[Extracted data entries]
################

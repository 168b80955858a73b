use chrono::{DateTime, Utc};
use serde::{Deserialize, Serialize};

use super::ProviderType;

/// Per-instance call counters.
///
/// Owned exclusively by the provider instance that mutates it; callers only
/// ever see snapshots. Counters are monotonic until `reset`.
#[derive(Debug, Clone, Serialize, Deserialize)]
pub struct ProviderMetrics {
    pub provider: ProviderType,
    pub model: String,
    /// Every attempt counts, including retries.
    pub request_count: u64,
    /// Terminal successes only.
    pub success_count: u64,
    /// Terminal failures only, one per logical call.
    pub error_count: u64,
    pub total_tokens: u64,
    /// Running average over successful calls, last-attempt latency only.
    pub avg_latency_ms: f64,
    pub last_updated: DateTime<Utc>,
}

impl ProviderMetrics {
    pub fn new(provider: ProviderType, model: impl Into<String>) -> Self {
        Self {
            provider,
            model: model.into(),
            request_count: 0,
            success_count: 0,
            error_count: 0,
            total_tokens: 0,
            avg_latency_ms: 0.0,
            last_updated: Utc::now(),
        }
    }

    pub fn record_attempt(&mut self) {
        self.request_count += 1;
        self.last_updated = Utc::now();
    }

    pub fn record_success(&mut self, latency_ms: u64, tokens: u64) {
        self.success_count += 1;
        self.avg_latency_ms = (self.avg_latency_ms * (self.success_count - 1) as f64
            + latency_ms as f64)
            / self.success_count as f64;
        self.total_tokens += tokens;
        self.last_updated = Utc::now();
    }

    pub fn record_error(&mut self) {
        self.error_count += 1;
        self.last_updated = Utc::now();
    }

    pub fn reset(&mut self) {
        let model = std::mem::take(&mut self.model);
        *self = Self::new(self.provider, model);
    }
}

#[cfg(test)]
mod tests {
    use super::*;

    #[test]
    fn test_running_average() {
        let mut metrics = ProviderMetrics::new(ProviderType::OpenAi, "gpt-4o");
        metrics.record_attempt();
        metrics.record_success(100, 10);
        metrics.record_attempt();
        metrics.record_success(300, 20);

        assert_eq!(metrics.request_count, 2);
        assert_eq!(metrics.success_count, 2);
        assert_eq!(metrics.total_tokens, 30);
        assert!((metrics.avg_latency_ms - 200.0).abs() < f64::EPSILON);
    }

    #[test]
    fn test_reset_zeroes_counters() {
        let mut metrics = ProviderMetrics::new(ProviderType::Dify, "gpt-4o");
        metrics.record_attempt();
        metrics.record_success(50, 5);
        metrics.record_attempt();
        metrics.record_error();

        metrics.reset();

        assert_eq!(metrics.request_count, 0);
        assert_eq!(metrics.success_count, 0);
        assert_eq!(metrics.error_count, 0);
        assert_eq!(metrics.total_tokens, 0);
        assert_eq!(metrics.avg_latency_ms, 0.0);
        assert_eq!(metrics.model, "gpt-4o");
    }
}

################

__EXERCISE BRIEF__. All lines from the one containing "metrics.record_success(100, 10);" down to the final line above are to be restated word for word; leave out the rest.

__SOLUTION TO THE PROBLEM__.
        metrics.record_success(100, 10);
        metrics.record_attempt();
        metrics.record_success(300, 20);

        assert_eq!(metrics.request_count, 2);
        assert_eq!(metrics.success_count, 2);
        assert_eq!(metrics.total_tokens, 30);
        assert!((metrics.avg_latency_ms - 200.0).abs() < f64::EPSILON);
    }

    #[test]
    fn test_reset_zeroes_counters() {
        let mut metrics = ProviderMetrics::new(ProviderType::Dify, "gpt-4o");
        metrics.record_attempt();
        metrics.record_success(50, 5);
        metrics.record_attempt();
        metrics.record_error();

        metrics.reset();

        assert_eq!(metrics.request_count, 0);
        assert_eq!(metrics.success_count, 0);
        assert_eq!(metrics.error_count, 0);
        assert_eq!(metrics.total_tokens, 0);
        assert_eq!(metrics.avg_latency_ms, 0.0);
        assert_eq!(metrics.model, "gpt-4o");
    }
}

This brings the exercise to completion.